Не стоит искать особого соответствия между героями романа и реальными лицами; Герман Лопатин, тот самый, что приезжал в Женеву с разоблачениями Нечаева, писал о «Бесах»: «Внешняя сторона совершенно совпадает с известными событиями… Ну а внутренняя, психологическая, совпадает ли с действительной психологией действующих лиц?

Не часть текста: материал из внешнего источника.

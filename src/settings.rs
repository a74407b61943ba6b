use anyhow::{Context, Result};
use serde::{Deserialize, Serialize};
use std::{fs, path::{Path, PathBuf}, time::Duration};

use sshfwd::{ForwardConfig, Forwarder};

/// Defaults read from `<config_dir>/sshfwd/config.json`. Command-line flags
/// win over anything set here.
#[derive(Debug, Clone, Default, PartialEq, Serialize, Deserialize)]
#[serde(default)]
pub struct Settings {
    pub timeout_secs: Option<u64>,
    pub allow_password_prompt: bool,
    pub identity_file: Option<PathBuf>,
    pub ssh_program: Option<PathBuf>,
    pub probe_interval_ms: Option<u64>,
}

impl Settings {
    pub fn load() -> Result<Self> {
        Self::load_from(&Self::config_path()?)
    }

    pub fn load_from(path: &Path) -> Result<Self> {
        if !path.exists() {
            return Ok(Settings::default());
        }
        let contents = fs::read_to_string(path)
            .context("Failed to read config file")?;
        let settings: Settings = serde_json::from_str(&contents)
            .context("Failed to parse config file")?;

        Ok(settings)
    }

    pub fn config_path() -> Result<PathBuf> {
        let config_dir = dirs::config_dir()
            .context("Could not determine config directory")?
            .join("sshfwd");

        Ok(config_dir.join("config.json"))
    }

    /// Fill in whatever the compact address string can't express.
    pub fn apply(&self, config: &mut ForwardConfig) {
        if let Some(secs) = self.timeout_secs {
            config.timeout = Duration::from_secs(secs);
        }
        if self.allow_password_prompt {
            config.allow_password_prompt = true;
        }
        if config.identity_file.is_none() {
            config.identity_file = self.identity_file.clone();
        }
    }

    pub fn forwarder(&self) -> Forwarder {
        let mut forwarder = Forwarder::new();
        if let Some(program) = &self.ssh_program {
            forwarder = forwarder.program(program);
        }
        if let Some(ms) = self.probe_interval_ms {
            forwarder = forwarder.probe_interval(Duration::from_millis(ms));
        }
        forwarder
    }
}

Я знал лично Нечаева, знал многих из его кружка и могу сказать: никакого, ни малейшего сходства».

И если фигуры кружка Верховенского все же узнаются, представляя собой типические типы провинциальных оппозиционеров (кто бывал когда-либо на сходках такого рода групп любого направления, оценит по достоинству главу «У наших»), если эти фигуры, обозначенные одним-двумя штрихами, кажется, абсолютно осязаемы, то образ Петра Степановича относится уже к области демонологии.

Если воспринимать роман в прямой связи с нечаевским делом, нужно признать этот образ несправедливой карикатурой, внешнее сходство в которой потеряно по причине чрезмерного и даже постыдного озлобления художника. Собственно говоря, так и было; но гениальность Достоевского проявлялась и в том, что даже вкус и меру он терял гениально. «Бесы» есть в первую очередь роман-прозрение, роман, превзошедший свое время, как и всякое великое произведение, хотя автор задумал его как памфлет на злобу дня.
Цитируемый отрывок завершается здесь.